The appeal and rejection of Europe is obvious not only to the Turks, but also to the Russians. And these love-hate, closeness-rejection, admiration-humiliation relationships are very similar as Pamuk explained in his journalism and in his speeches at the award ceremony. In the article “Politics and Family Feasts”, the author turns into an observer-sociologist who listens to the conversations of ordinary people and tries to understand their disappointment with the image of Europe that has been desired and unattainable for decades, and therefore hated: while speaking with hope, they now speak only of the evil that comes from him, and of such phrases that can only be heard on the outskirts of the city. In The Fury of the Humiliated, Pamuk talks about the 9/11 terrorist attack being approved by the most ordinary, polite Turks: “Mr. Orhan, have you seen how America was bombed? – he said, and added angrily: – You did the right thing. “This old man,” the writer continued, “was not an Islamist at all; he worked as a gardener… Although he later regretted his words… This was far from the only person I’ve heard of. Yet, after cursing those who killed so many innocent lives A “but” followed, and then an implicit or explicit criticism of America as a political leader began.
Pamuk tries to understand all these just as he tries to understand the structure of archaic thought in the example of political Islamism in the novel Snow.

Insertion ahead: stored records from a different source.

// Copyright (C) 2026 Fred Clausen
// Use of this source code is governed by an MIT-style
// license that can be found in the LICENSE file or at
// https://opensource.org/licenses/MIT.

//! Fixed seed datasets.
//!
//! Fetching a store replaces its collection with the corresponding
//! seed set, standing in for a network read against a real backend.
//! Seed ids are small fixed strings; generated ids never collide with
//! them because the id counter is time-seeded.

use time::macros::{date, datetime};
use time::{Duration, OffsetDateTime};
use torre_domain::{
    Business, BusinessStatus, Contract, Environment, EnvironmentStatus, LeaseStatus, Notification,
    NotificationKind,
};

pub(crate) fn environments() -> Vec<Environment> {
    vec![
        Environment {
            id: String::from("1"),
            name: String::from("Executive Suite A"),
            description: String::from(
                "Premium corner office with panoramic city views. Features include private \
                 meeting room, executive bathroom, and smart climate control.",
            ),
            status: EnvironmentStatus::Available,
            rental_price: 4500,
            photos: vec![
                String::from("https://images.unsplash.com/photo-1497366216548-37526070297c?w=800"),
                String::from("https://images.unsplash.com/photo-1497366811353-6870744d04b2?w=800"),
            ],
            area_m2: 120.0,
            floor: 15,
        },
        Environment {
            id: String::from("2"),
            name: String::from("Open Space Office B"),
            description: String::from(
                "Modern collaborative workspace designed for teams of 20-30. Includes breakout \
                 areas and phone booths.",
            ),
            status: EnvironmentStatus::Rented,
            rental_price: 8500,
            photos: vec![
                String::from("https://images.unsplash.com/photo-1504384308090-c894fdcc538d?w=800"),
                String::from("https://images.unsplash.com/photo-1497215842964-222b430dc094?w=800"),
            ],
            area_m2: 350.0,
            floor: 8,
        },
        Environment {
            id: String::from("3"),
            name: String::from("Creative Studio C"),
            description: String::from(
                "Flexible space ideal for creative agencies. High ceilings, natural light, and \
                 industrial aesthetic.",
            ),
            status: EnvironmentStatus::Available,
            rental_price: 5200,
            photos: vec![
                String::from("https://images.unsplash.com/photo-1524758631624-e2822e304c36?w=800"),
                String::from("https://images.unsplash.com/photo-1527192491265-7e15c55b1ed2?w=800"),
            ],
            area_m2: 180.0,
            floor: 3,
        },
        Environment {
            id: String::from("4"),
            name: String::from("Conference Center D"),
            description: String::from(
                "State-of-the-art conference facility with A/V equipment, video conferencing, \
                 and catering kitchen.",
            ),
            status: EnvironmentStatus::Available,
            rental_price: 3200,
            photos: vec![String::from(
                "https://images.unsplash.com/photo-1431540015161-0bf868a2d407?w=800",
            )],
            area_m2: 90.0,
            floor: 12,
        },
        Environment {
            id: String::from("5"),
            name: String::from("Tech Hub E"),
            description: String::from(
                "Purpose-built for tech companies with dedicated server room, raised flooring, \
                 and redundant power.",
            ),
            status: EnvironmentStatus::Rented,
            rental_price: 9800,
            photos: vec![String::from(
                "https://images.unsplash.com/photo-1519389950473-47ba0277781c?w=800",
            )],
            area_m2: 400.0,
            floor: 5,
        },
    ]
}

#[allow(clippy::too_many_lines)]
pub(crate) fn businesses() -> Vec<Business> {
    vec![
        Business {
            id: String::from("1"),
            name: String::from("Tech Solutions MX"),
            description: String::from(
                "Empresa líder en desarrollo de software y soluciones tecnológicas \
                 empresariales. Ofrecemos servicios de consultoría, desarrollo a medida y \
                 soporte técnico especializado.",
            ),
            category: String::from("Tecnología"),
            logo: String::from(
                "https://images.unsplash.com/photo-1560179707-f14e90ef3623?w=200&h=200&fit=crop",
            ),
            images: vec![
                String::from("https://images.unsplash.com/photo-1497366216548-37526070297c?w=800"),
                String::from("https://images.unsplash.com/photo-1497366811353-6870744d04b2?w=800"),
                String::from("https://images.unsplash.com/photo-1504384308090-c894fdcc538d?w=800"),
            ],
            phone: String::from("+52 555 123 4567"),
            email: String::from("contacto@techsolutions.mx"),
            website: Some(String::from("https://techsolutions.mx")),
            floor: String::from("Piso 3, Local 301"),
            schedule: String::from("Lun-Vie: 9:00 AM - 6:00 PM"),
            status: BusinessStatus::Active,
            created_at: datetime!(2024-01-15 00:00:00 UTC),
        },
        Business {
            id: String::from("2"),
            name: String::from("Café Artesanal Origen"),
            description: String::from(
                "Cafetería especializada en café de especialidad de origen mexicano. Ambiente \
                 acogedor perfecto para reuniones de trabajo o un momento de descanso.",
            ),
            category: String::from("Gastronomía"),
            logo: String::from(
                "https://images.unsplash.com/photo-1559925393-8be0ec4767c8?w=200&h=200&fit=crop",
            ),
            images: vec![
                String::from("https://images.unsplash.com/photo-1554118811-1e0d58224f24?w=800"),
                String::from("https://images.unsplash.com/photo-1493857671505-72967e2e2760?w=800"),
                String::from("https://images.unsplash.com/photo-1445116572660-236099ec97a0?w=800"),
            ],
            phone: String::from("+52 555 234 5678"),
            email: String::from("hola@cafeorigen.mx"),
            website: None,
            floor: String::from("Planta Baja, Local 101"),
            schedule: String::from("Lun-Sáb: 7:00 AM - 8:00 PM"),
            status: BusinessStatus::Active,
            created_at: datetime!(2024-02-01 00:00:00 UTC),
        },
        Business {
            id: String::from("3"),
            name: String::from("Consultores Legales Asociados"),
            description: String::from(
                "Despacho de abogados especializados en derecho corporativo, contratos \
                 comerciales y propiedad intelectual. Más de 20 años de experiencia.",
            ),
            category: String::from("Servicios Legales"),
            logo: String::from(
                "https://images.unsplash.com/photo-1589829545856-d10d557cf95f?w=200&h=200&fit=crop",
            ),
            images: vec![
                String::from("https://images.unsplash.com/photo-1507679799987-c73779587ccf?w=800"),
                String::from("https://images.unsplash.com/photo-1450101499163-c8848c66ca85?w=800"),
                String::from("https://images.unsplash.com/photo-1521791136064-7986c2920216?w=800"),
            ],
            phone: String::from("+52 555 345 6789"),
            email: String::from("info@consultoreslegales.mx"),
            website: Some(String::from("https://consultoreslegales.mx")),
            floor: String::from("Piso 5, Local 502"),
            schedule: String::from("Lun-Vie: 9:00 AM - 7:00 PM"),
            status: BusinessStatus::Active,
            created_at: datetime!(2024-01-20 00:00:00 UTC),
        },
        Business {
            id: String::from("4"),
            name: String::from("Fitness Center Pro"),
            description: String::from(
                "Gimnasio completamente equipado con las últimas máquinas y equipos. Clases \
                 grupales, entrenamiento personal y área de spa.",
            ),
            category: String::from("Salud y Bienestar"),
            logo: String::from(
                "https://images.unsplash.com/photo-1534438327276-14e5300c3a48?w=200&h=200&fit=crop",
            ),
            images: vec![
                String::from("https://images.unsplash.com/photo-1534438327276-14e5300c3a48?w=800"),
                String::from("https://images.unsplash.com/photo-1571902943202-507ec2618e8f?w=800"),
                String::from("https://images.unsplash.com/photo-1540497077202-7c8a3999166f?w=800"),
            ],
            phone: String::from("+52 555 456 7890"),
            email: String::from("info@fitnesscenterpro.mx"),
            website: None,
            floor: String::from("Sótano 1"),
            schedule: String::from("Lun-Dom: 5:00 AM - 11:00 PM"),
            status: BusinessStatus::Active,
            created_at: datetime!(2024-03-01 00:00:00 UTC),
        },
        Business {
            id: String::from("5"),
            name: String::from("Clínica Dental Sonrisa"),
            description: String::from(
                "Clínica dental integral con tecnología de vanguardia. Especialistas en \
                 ortodoncia, implantes y estética dental.",
            ),
            category: String::from("Salud"),
            logo: String::from(
                "https://images.unsplash.com/photo-1629909613654-28e377c37b09?w=200&h=200&fit=crop",
            ),
            images: vec![
                String::from("https://images.unsplash.com/photo-1629909613654-28e377c37b09?w=800"),
                String::from("https://images.unsplash.com/photo-1588776814546-1ffcf47267a5?w=800"),
                String::from("https://images.unsplash.com/photo-1606811841689-23dfddce3e95?w=800"),
            ],
            phone: String::from("+52 555 567 8901"),
            email: String::from("citas@clinicasonrisa.mx"),
            website: Some(String::from("https://clinicasonrisa.mx")),
            floor: String::from("Piso 2, Local 205"),
            schedule: String::from("Lun-Sáb: 8:00 AM - 8:00 PM"),
            status: BusinessStatus::Active,
            created_at: datetime!(2024-02-15 00:00:00 UTC),
        },
        Business {
            id: String::from("6"),
            name: String::from("Agencia Creativa Pixel"),
            description: String::from(
                "Agencia de diseño y marketing digital. Branding, desarrollo web, campañas \
                 publicitarias y redes sociales.",
            ),
            category: String::from("Marketing"),
            logo: String::from(
                "https://images.unsplash.com/photo-1572044162444-ad60f128bdea?w=200&h=200&fit=crop",
            ),
            images: vec![
                String::from("https://images.unsplash.com/photo-1542744173-8e7e53415bb0?w=800"),
                String::from("https://images.unsplash.com/photo-1552664730-d307ca884978?w=800"),
                String::from("https://images.unsplash.com/photo-1553877522-43269d4ea984?w=800"),
            ],
            phone: String::from("+52 555 678 9012"),
            email: String::from("hola@agenciapixel.mx"),
            website: Some(String::from("https://agenciapixel.mx")),
            floor: String::from("Piso 4, Local 401"),
            schedule: String::from("Lun-Vie: 10:00 AM - 7:00 PM"),
            status: BusinessStatus::Inactive,
            created_at: datetime!(2024-01-10 00:00:00 UTC),
        },
    ]
}

/// Seed contracts carry a placeholder status; the contract store
/// recomputes every status against the clock when it loads them.
pub(crate) fn contracts() -> Vec<Contract> {
    vec![
        Contract {
            id: String::from("1"),
            environment_id: String::from("2"),
            environment_name: String::from("Open Space Office B"),
            tenant_name: String::from("TechCorp Inc."),
            tenant_email: String::from("contact@techcorp.com"),
            start_date: date!(2024 - 01 - 15),
            end_date: date!(2026 - 01 - 15),
            monthly_rent: 8500,
            status: LeaseStatus::Active,
        },
        Contract {
            id: String::from("2"),
            environment_id: String::from("5"),
            environment_name: String::from("Tech Hub E"),
            tenant_name: String::from("StartupXYZ"),
            tenant_email: String::from("hello@startupxyz.io"),
            start_date: date!(2024 - 06 - 01),
            end_date: date!(2025 - 02 - 01),
            monthly_rent: 9800,
            status: LeaseStatus::Expiring,
        },
        Contract {
            id: String::from("3"),
            environment_id: String::from("1"),
            environment_name: String::from("Executive Suite A"),
            tenant_name: String::from("LegalFirm LLP"),
            tenant_email: String::from("info@legalfirm.com"),
            start_date: date!(2023 - 03 - 01),
            end_date: date!(2024 - 12 - 31),
            monthly_rent: 4500,
            status: LeaseStatus::Expired,
        },
    ]
}

pub(crate) fn notifications(now: OffsetDateTime) -> Vec<Notification> {
    vec![
        Notification {
            id: String::from("1"),
            title: String::from("Contract Expiring Soon"),
            message: String::from(
                "The contract for Tech Hub E with StartupXYZ expires in 15 days.",
            ),
            kind: NotificationKind::Warning,
            read: false,
            created_at: now,
        },
        Notification {
            id: String::from("2"),
            title: String::from("Contract Expired"),
            message: String::from(
                "The contract for Executive Suite A with LegalFirm LLP has expired.",
            ),
            kind: NotificationKind::Error,
            read: false,
            created_at: now - Duration::days(1),
        },
        Notification {
            id: String::from("3"),
            title: String::from("New Environment Available"),
            message: String::from("Creative Studio C is now available for rent."),
            kind: NotificationKind::Success,
            read: true,
            created_at: now - Duration::days(2),
        },
        Notification {
            id: String::from("4"),
            title: String::from("Rent Payment Received"),
            message: String::from("Monthly rent payment received from TechCorp Inc."),
            kind: NotificationKind::Info,
            read: true,
            created_at: now - Duration::days(3),
        },
    ]
}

This is how an outstanding writer should be – both local and global, loving his country, trying to understand its flaws, presenting it to the world, and at the same time a citizen of this world. In each of her novels, she shows the beauty of Turkey in an essay book about Istanbul and even in an album of photos she took from her balcony overlooking the Bosphorus – 8,500 photos that capture the shifting immutability of the landscape.
Orhan Pamuk is a writer located in the middle of the world, between the West and the East. Born into a Europeanized family where her father adores French culture, translated Valerie, and often went to Paris to see Sartre and Beauvoir at the Café de Flore, Pamuk’s plot is always the duality and interweaving of West and East. He created many novels based on it. In an interview with the Nouvel Observater in 2001, Pamuk said that a reporter found Orhan Bey on the island of Heybeliada, the summer home of Istanbulites who wrote the novel Snow, and admitted that he always wrote a typical Western novel, “Traditions mixed with Islamic tales.”
Isn’t Istanbul like this – scattered across Europe and Asia, and its history and geography not doomed to this duality? Isn’t it the same in Turkey itself, which has been tempted by Europeanization and modernization and has always been disgusted with them?
Here is Minger Island, which was invented and described in detail in Pamuk’s last novel, Plague Nights. A novel in which the author deals with human frailties with tolerance and understanding and ends with a somewhat funny scene: The old Pakize Sultan, who was the Minger Queen for a few weeks in her youth and was then expelled from there, goes like this: she goes out on the balcony of her home in Geneva with her granddaughter Mingerka and reads something in the history textbook. Promoting the myth of the false state in which he occupies the first paragraph, he shouts with him: “Long live Minger! Long live the Mingers! Long live freedom!”
The author expresses his personal opinion, which may not coincide with the editors’ position.